Working from home is a privilege that does not require risking our own health and safety every day. We know that the inconvenience of barking dogs or tiny city dwellings are annoying, but far better than the reality that many are facing.
However, even in what we could call the ‘best of conditions’, there is a real risk of burnout that can affect productivity, expectations, and overall mental well-being. We have scraped together new routines over the last several weeks; all while dealing with some level of anxiety and frustration. What signs of burnout should you look for and how do you change the mindset?
Guilt & Anxiety
You feel guilty about the work that you are doing (or not doing). Perhaps you should have done one more item on your checklist, finished up one last project, or made one more phone call. After all, you’re saving time on the commute, going out for lunch, and socializing with co-workers.
Perhaps you are comparing yourself to your co-workers and it’s causing anxiety & guilt? If your co-worker sent an email at 6:30 am, does that mean that you should be doing the same? It is easy to want to create benchmarks. You can rationalize the decisions that you are making when there is a beacon guiding you. But this is a time when we’re juggling new systems, children at home, and schedule disruptions. Focus on what is expected of you and lay out those expectations with your manager so there are no ‘should have’, ‘could have’ feelings.
You’re making yourself available 24 hours a day
Your office phone is forwarded to your cell phone, the video conferencing app is downloaded, and your email notifications come through to every device you own. You’re feeling the need to be available and accessible 24 hours a day – trying to avoid the ‘out of sight, out of mind”.

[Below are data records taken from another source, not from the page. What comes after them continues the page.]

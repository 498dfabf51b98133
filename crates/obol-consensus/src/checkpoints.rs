//! Hard checkpoints of stake modifier checksums.
//!
//! The modifier computation walks far back in history; these pinned
//! checksums make any divergence fatal for the offending chain instead
//! of letting it propagate. Heights absent from the map always pass.

use crate::error::{ConsensusError, ConsensusResult};
use crate::params::{ConsensusParams, Network};

/// Mainnet checkpoints, ordered by height.
static MAINNET_CHECKPOINTS: &[(u32, u32)] = &[
    (0, 0x0e00670b),
    (19_080, 0xad4e4d29),
    (30_583, 0xdc7bf136),
    (99_999, 0xf555cfd2),
    (219_999, 0x91b7444d),
    (336_000, 0x6c3c8048),
    (371_850, 0x9b850bdf),
    (407_813, 0x46fe50b5),
    (443_561, 0x114a6e38),
    (455_470, 0x9b7af181),
    (479_189, 0xe04fb8e0),
    (504_051, 0x459f5a16),
    (589_659, 0xbd02492a),
    (714_688, 0xd70a5b68),
    (770_396, 0x565fb851),
    (801_334, 0x90485c37),
];

/// Testnet checkpoints, ordered by height.
static TESTNET_CHECKPOINTS: &[(u32, u32)] = &[
    (0, 0x0e00670b),
    (19_080, 0x3711dc3a),
    (30_583, 0xb480fade),
    (99_999, 0x9a62eaec),
    (219_999, 0xeafe96c3),
    (336_000, 0x8330dc09),
    (372_751, 0xafb94e2f),
    (382_019, 0x7f5cf5eb),
    (408_500, 0x68cadee2),
    (412_691, 0x93138e67),
    (441_299, 0x03e195cb),
    (442_735, 0xe42d94fe),
    (516_308, 0x04a0897a),
    (573_702, 0xe69df1ac),
    (612_778, 0x6be16d62),
];

fn expected_checksum(network: Network, height: u32) -> Option<u32> {
    let table = match network {
        Network::Mainnet => MAINNET_CHECKPOINTS,
        Network::Testnet => TESTNET_CHECKPOINTS,
        Network::Regtest => return None,
    };
    table
        .binary_search_by_key(&height, |(h, _)| *h)
        .ok()
        .map(|i| table[i].1)
}

/// Verify a computed modifier checksum against the hard checkpoints.
///
/// Genesis always passes: this chain uses its own genesis blocks, so
/// the inherited height-0 checkpoints do not apply.
pub fn check_stake_modifier_checkpoint(
    params: &ConsensusParams,
    height: u32,
    checksum: u32,
) -> ConsensusResult<()> {
    if height == 0 {
        return Ok(());
    }
    match expected_checksum(params.network, height) {
        Some(want) if want != checksum => Err(ConsensusError::CheckpointMismatch {
            height,
            got: checksum,
            want,
        }),
        _ => Ok(()),
    }
}

#[cfg(test)]
mod tests {
    use super::*;

    #[test]
    fn test_checkpoint_match_passes() {
        let params = ConsensusParams::mainnet();
        assert!(check_stake_modifier_checkpoint(&params, 19_080, 0xad4e4d29).is_ok());
    }

    #[test]
    fn test_checkpoint_mismatch_fails() {
        let params = ConsensusParams::mainnet();
        let err = check_stake_modifier_checkpoint(&params, 19_080, 0xdeadbeef).unwrap_err();
        assert!(matches!(
            err,
            ConsensusError::CheckpointMismatch {
                height: 19_080,
                got: 0xdeadbeef,
                want: 0xad4e4d29,
            }
        ));
    }

    #[test]
    fn test_absent_height_passes() {
        let params = ConsensusParams::mainnet();
        assert!(check_stake_modifier_checkpoint(&params, 19_081, 0xdeadbeef).is_ok());
    }

    #[test]
    fn test_genesis_always_passes() {
        for params in [
            ConsensusParams::mainnet(),
            ConsensusParams::testnet(),
            ConsensusParams::regtest(),
        ] {
            assert!(check_stake_modifier_checkpoint(&params, 0, 0x12345678).is_ok());
        }
    }

    #[test]
    fn test_testnet_uses_own_table() {
        let params = ConsensusParams::testnet();
        assert!(check_stake_modifier_checkpoint(&params, 19_080, 0x3711dc3a).is_ok());
        assert!(check_stake_modifier_checkpoint(&params, 19_080, 0xad4e4d29).is_err());
    }

    #[test]
    fn test_regtest_has_no_checkpoints() {
        let params = ConsensusParams::regtest();
        assert!(check_stake_modifier_checkpoint(&params, 19_080, 0).is_ok());
    }

    #[test]
    fn test_tables_sorted_for_binary_search() {
        for table in [MAINNET_CHECKPOINTS, TESTNET_CHECKPOINTS] {
            for pair in table.windows(2) {
                assert!(pair[0].0 < pair[1].0);
            }
        }
    }
}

Being in a cycle of constant visibility and accessibility to your co-workers or managers is exhausting. If you wouldn’t do it in a normal office setting, then you shouldn’t be doing it in a work-from-home setting. Even if you are not working all-day, every day — if you’re feeling the need to be available all of the time, this may affect your ability to wind down and recharge . Find the right time to turn off notifications, stop answering emails, and communicate with co-workers. If you’re feeling uneasy about not being available at a moment’s notice, talk to your manager about your schedule and when you cannot be immediately available.
You can’t stop working
Not only are you available 24-hours a day, but you are working many more hours than you normally would. You’re skipping meals, breaks, and exercise in favor of getting work done.
While you may think that you’re being more productive by stretching out eight-hour days to twelve, fourteen, or more – it’s likely that you’re not taking care of yourself as well as you should. There are many instances in which working too much actually provides diminishing returns in work quality.

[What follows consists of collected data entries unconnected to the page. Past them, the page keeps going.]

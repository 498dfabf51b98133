//! Test harness building synthetic chains.
//!
//! Blocks are appended through the real modifier engine so the indices
//! carry the exact modifier, checksum and entropy state a live node
//! would commit.

use obol_chain::{BlockId, BlockIndex, ChainState};
use obol_consensus::{
    compute_next_stake_modifier, stake_modifier_checksum, ConsensusParams, EraFlags,
};
use obol_types::{sha256d, Hash256};

/// A chain of synthetic block indices.
pub struct ChainHarness {
    /// Consensus parameters in force.
    pub params: ConsensusParams,
    /// The chain under test.
    pub chain: ChainState,
}

impl ChainHarness {
    /// New harness on regtest parameters.
    pub fn new() -> Self {
        Self::with_params(ConsensusParams::regtest())
    }

    /// New harness on the given parameters.
    pub fn with_params(params: ConsensusParams) -> Self {
        ChainHarness {
            params,
            chain: ChainState::new(),
        }
    }

    /// Era flags for a block timestamped `time` on the current tip.
    pub fn eras(&self, time: u32) -> EraFlags {
        let prev = self.chain.tip_id().map(|id| self.chain.arena.get(id));
        EraFlags::at(&self.params, prev, time)
    }

    /// Append a block with the given timestamp and entropy bit,
    /// running the modifier engine and checksum exactly as header
    /// acceptance does. Proof-of-stake blocks get a synthetic kernel
    /// hash.
    pub fn push_block(&mut self, time: u32, proof_of_stake: bool, entropy_bit: u32) -> BlockId {
        let prev = self.chain.tip_id();
        let height = prev
            .map(|id| self.chain.arena.get(id).height + 1)
            .unwrap_or(0);
        let hash = sha256d(&[&height.to_le_bytes()[..], &time.to_le_bytes()[..]].concat());
        let eras = self.eras(time);

        let mut index = BlockIndex::new(height, time, 3, prev, hash);
        if proof_of_stake {
            index.set_proof_of_stake();
            index.hash_proof_of_stake = sha256d(&[b"kernel", &height.to_le_bytes()[..]].concat());
        }
        index.set_stake_entropy_bit(entropy_bit);

        let next = compute_next_stake_modifier(&self.params, eras, &self.chain, prev, time)
            .expect("modifier computation");
        index.set_stake_modifier(next.modifier, next.generated);
        index.stake_modifier_checksum = stake_modifier_checksum(&self.chain.arena, &index);
        self.chain.connect_tip(index).expect("connect tip")
    }

    /// Append `count` blocks with the given spacing, alternating
    /// entropy bits.
    pub fn extend(&mut self, count: u32, start_time: u32, spacing: u32) -> Vec<BlockId> {
        (0..count)
            .map(|i| self.push_block(start_time + i * spacing, i % 2 == 1, i & 1))
            .collect()
    }

    /// The tip's block hash.
    pub fn tip_hash(&self) -> Hash256 {
        self.chain.tip().expect("non-empty chain").block_hash
    }
}

impl Default for ChainHarness {
    fn default() -> Self {
        Self::new()
    }
}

This is the time to set boundaries and create a schedule to force yourself to stop and take a breath. Schedule breaks, exercise, lunch, and shutdown times. Ensure that meetings are scheduled within normal working hours. It is imperative to draw a line under the day and end it when it needs to end. If you wouldn’t have answered a late-night email before working from home, then you shouldn’t be doing it now.
You can’t find your groove
Working from home is not for everyone . It just isn’t. It can be a nice break from time-to-time, but for many, it just isn’t part of their routine that gets them out of bed and ready to tackle the day. Some people genuinely enjoy the in-office interaction or the face-to-face meetings with clients.

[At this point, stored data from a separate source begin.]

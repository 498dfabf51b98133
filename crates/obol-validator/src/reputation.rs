//! Validator reputation metrics.

/// Performance metrics and the derived reputation score.
#[derive(Debug, Clone, PartialEq, Eq)]
pub struct ValidatorReputation {
    /// Blocks successfully produced.
    pub blocks_produced: u32,
    /// Blocks missed when selected.
    pub blocks_missed: u32,
    /// Detected slashable offenses.
    pub slashable_offenses: u32,
    /// Derived score in `[0, 100]`.
    pub score: i16,
    /// First time this validator became active.
    pub first_active: i64,
    /// Last time this validator was active.
    pub last_active: i64,
    /// Total time spent active, in seconds.
    pub total_active: i64,
}

impl Default for ValidatorReputation {
    fn default() -> Self {
        ValidatorReputation {
            blocks_produced: 0,
            blocks_missed: 0,
            slashable_offenses: 0,
            score: 50, // start neutral
            first_active: 0,
            last_active: 0,
            total_active: 0,
        }
    }
}

impl ValidatorReputation {
    /// Recompute the score from the performance counters.
    ///
    /// Base 50; up to +30 for produced blocks, up to -20 for missed
    /// blocks, up to -50 for slashable offenses; clamped to `[0, 100]`.
    pub fn update_score(&mut self) {
        let mut score = 50i32;
        score += (self.blocks_produced / 10).min(30) as i32;
        score -= (self.blocks_missed / 5).min(20) as i32;
        score -= (self.slashable_offenses.saturating_mul(10)).min(50) as i32;
        self.score = score.clamp(0, 100) as i16;
    }
}

#[cfg(test)]
mod tests {
    use super::*;

    #[test]
    fn test_starts_neutral() {
        assert_eq!(ValidatorReputation::default().score, 50);
    }

    #[test]
    fn test_produced_blocks_raise_score() {
        let mut rep = ValidatorReputation {
            blocks_produced: 100,
            ..Default::default()
        };
        rep.update_score();
        assert_eq!(rep.score, 60);

        rep.blocks_produced = 1_000;
        rep.update_score();
        assert_eq!(rep.score, 80); // capped at +30
    }

    #[test]
    fn test_missed_blocks_lower_score() {
        let mut rep = ValidatorReputation {
            blocks_missed: 50,
            ..Default::default()
        };
        rep.update_score();
        assert_eq!(rep.score, 40);

        rep.blocks_missed = 1_000;
        rep.update_score();
        assert_eq!(rep.score, 30); // capped at -20
    }

    #[test]
    fn test_offenses_dominate() {
        let mut rep = ValidatorReputation {
            blocks_produced: 1_000,
            slashable_offenses: 5,
            ..Default::default()
        };
        rep.update_score();
        assert_eq!(rep.score, 30); // 50 + 30 - 50
    }

    #[test]
    fn test_score_clamped_to_range() {
        let mut rep = ValidatorReputation {
            blocks_missed: 1_000,
            slashable_offenses: 100,
            ..Default::default()
        };
        rep.update_score();
        assert_eq!(rep.score, 0);

        let mut rep = ValidatorReputation {
            blocks_produced: u32::MAX,
            ..Default::default()
        };
        rep.update_score();
        assert!(rep.score <= 100);
    }
}
//! Node configuration.

use anyhow::{bail, Context, Result};
use obol_consensus::ConsensusParams;
use serde::{Deserialize, Serialize};
use std::path::{Path, PathBuf};

/// Complete node configuration.
#[derive(Debug, Clone, Serialize, Deserialize)]
pub struct NodeConfig {
    /// Node name, for logs.
    #[serde(default = "default_node_name")]
    pub node_name: String,
    /// Network (mainnet, testnet, regtest).
    #[serde(default = "default_network")]
    pub network: String,
    /// Data directory.
    #[serde(default = "default_data_dir")]
    pub data_dir: PathBuf,
    /// Minting configuration.
    #[serde(default)]
    pub minting: MintingConfig,
}

fn default_node_name() -> String {
    "obol-node".to_string()
}

fn default_network() -> String {
    "mainnet".to_string()
}

fn default_data_dir() -> PathBuf {
    PathBuf::from(".obol")
}

impl Default for NodeConfig {
    fn default() -> Self {
        NodeConfig {
            node_name: default_node_name(),
            network: default_network(),
            data_dir: default_data_dir(),
            minting: MintingConfig::default(),
        }
    }
}

/// Minting configuration.
#[derive(Debug, Clone, Default, Serialize, Deserialize)]
pub struct MintingConfig {
    /// Enable the stake minter.
    #[serde(default)]
    pub enabled: bool,
}

impl NodeConfig {
    /// Load from a TOML file; a missing file yields defaults.
    pub fn load(path: &Path) -> Result<Self> {
        if !path.exists() {
            return Ok(NodeConfig::default());
        }
        let raw = std::fs::read_to_string(path)
            .with_context(|| format!("reading config {}", path.display()))?;
        toml::from_str(&raw).with_context(|| format!("parsing config {}", path.display()))
    }

    /// Consensus parameters for the configured network.
    pub fn consensus_params(&self) -> Result<ConsensusParams> {
        match self.network.as_str() {
            "mainnet" => Ok(ConsensusParams::mainnet()),
            "testnet" => Ok(ConsensusParams::testnet()),
            "regtest" => Ok(ConsensusParams::regtest()),
            other => bail!("unknown network '{other}'"),
        }
    }
}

If you’ve never gotten into the WFH groove and you are resenting the situation as time passes, this can trickle down to other parts of your life. Are you overreacting to professional and personal situations that wouldn’t normally irk you? Are you struggling to use the makeshift home-office that you set up? Are you accumulating take-out containers as you work from bed (for the 3rd week in a row)?
Acknowledging the burnout is the first step to dealing with the situation. While it may seem like everyone else has got this down, it’s very likely that they’re facing similar challenges. There is only so much that you can see in a video conference call or via email.
At the end of the day, it may be hard to avoid the burnout. You may be in a situation where you’re playing the role of parent, teacher, and employee. Dramatically changing your routine may not be in the cards; but very small measurable steps can help you get through each day and help you to slowly take control of the burnout. Things may not go back to the normal that we now yearn, but this situation isn’t permanent and we must take care of ourselves in order to be better employees, families, and members of society.